● Exercise objective
Transcribe the records below exactly as they appear.

(Saved entries)
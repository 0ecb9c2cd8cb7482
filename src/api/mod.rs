//! HTTP surface: health, payment redirect and the gateway result callback.

pub mod callback;
pub mod health;
pub mod payments;

use axum::http::header;
use axum::response::{IntoResponse, Response};
use axum::routing::{get, post};
use axum::Router;
use std::sync::Arc;
use tower_http::trace::TraceLayer;
use tracing::error;
use url::Url;

use crate::error::GatewayError;
use crate::payments::traits::{AtomicScope, NotificationHandler, PaymentGateway};
use crate::payments::CallbackProcessor;

pub const DEFAULT_RESULT_PATH: &str = "/platron/result";

/// Shared state of the gateway routes.
pub struct AppState<S: AtomicScope, H> {
    pub gateway: Arc<dyn PaymentGateway>,
    pub processor: Arc<CallbackProcessor<S>>,
    pub handler: Arc<H>,
}

impl<S: AtomicScope, H> Clone for AppState<S, H> {
    fn clone(&self) -> Self {
        Self {
            gateway: Arc::clone(&self.gateway),
            processor: Arc::clone(&self.processor),
            handler: Arc::clone(&self.handler),
        }
    }
}

pub fn router<S, H>(state: AppState<S, H>) -> Router
where
    S: AtomicScope + 'static,
    H: NotificationHandler<S::Transaction> + 'static,
{
    let result_path = state
        .processor
        .config()
        .callbacks()
        .result
        .as_deref()
        .and_then(|u| Url::parse(u).ok())
        .map(|u| u.path().to_string())
        .unwrap_or_else(|| DEFAULT_RESULT_PATH.to_string());

    Router::new()
        .route("/health", get(health::health_check::<S, H>))
        .route("/payments", post(payments::create_payment::<S, H>))
        .route(
            &result_path,
            get(callback::result_query::<S, H>).post(callback::result_form::<S, H>),
        )
        .layer(TraceLayer::new_for_http())
        .with_state(state)
}

impl IntoResponse for GatewayError {
    fn into_response(self) -> Response {
        let status = self.status_code();
        let body = match &self {
            GatewayError::ForbiddenSignature { .. } => "Hash error".to_string(),
            GatewayError::Processing { .. } => "Error processing request".to_string(),
            GatewayError::Configuration { .. } => {
                error!("Configuration error while serving request: {}", self);
                "Gateway misconfigured".to_string()
            }
            other => other.to_string(),
        };

        (status, [(header::CONTENT_TYPE, "text/plain; charset=utf-8")], body).into_response()
    }
}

● Problem solution
repository 0ecb9c2cd8cb7482
filename src/api/mod.rs
//! HTTP surface: health, payment redirect and the gateway result callback.

pub mod callback;
pub mod health;
pub mod payments;

use axum::http::header;
use axum::response::{IntoResponse, Response};
use axum::routing::{get, post};
use axum::Router;
use std::sync::Arc;
use tower_http::trace::TraceLayer;
use tracing::error;
use url::Url;

use crate::error::GatewayError;
use crate::payments::traits::{AtomicScope, NotificationHandler, PaymentGateway};
use crate::payments::CallbackProcessor;

pub const DEFAULT_RESULT_PATH: &str = "/platron/result";

/// Shared state of the gateway routes.
pub struct AppState<S: AtomicScope, H> {
    pub gateway: Arc<dyn PaymentGateway>,
    pub processor: Arc<CallbackProcessor<S>>,
    pub handler: Arc<H>,
}

impl<S: AtomicScope, H> Clone for AppState<S, H> {
    fn clone(&self) -> Self {
        Self {
            gateway: Arc::clone(&self.gateway),
            processor: Arc::clone(&self.processor),
            handler: Arc::clone(&self.handler),
        }
    }
}

pub fn router<S, H>(state: AppState<S, H>) -> Router
where
    S: AtomicScope + 'static,
    H: NotificationHandler<S::Transaction> + 'static,
{
    let result_path = state
        .processor
        .config()
        .callbacks()
        .result
        .as_deref()
        .and_then(|u| Url::parse(u).ok())
        .map(|u| u.path().to_string())
        .unwrap_or_else(|| DEFAULT_RESULT_PATH.to_string());

    Router::new()
        .route("/health", get(health::health_check::<S, H>))
        .route("/payments", post(payments::create_payment::<S, H>))
        .route(
            &result_path,
            get(callback::result_query::<S, H>).post(callback::result_form::<S, H>),
        )
        .layer(TraceLayer::new_for_http())
        .with_state(state)
}

impl IntoResponse for GatewayError {
    fn into_response(self) -> Response {
        let status = self.status_code();
        let body = match &self {
            GatewayError::ForbiddenSignature { .. } => "Hash error".to_string(),
            GatewayError::Processing { .. } => "Error processing request".to_string(),
            GatewayError::Configuration { .. } => {
                error!("Configuration error while serving request: {}", self);
                "Gateway misconfigured".to_string()
            }
            other => other.to_string(),
        };

        (status, [(header::CONTENT_TYPE, "text/plain; charset=utf-8")], body).into_response()
    }
}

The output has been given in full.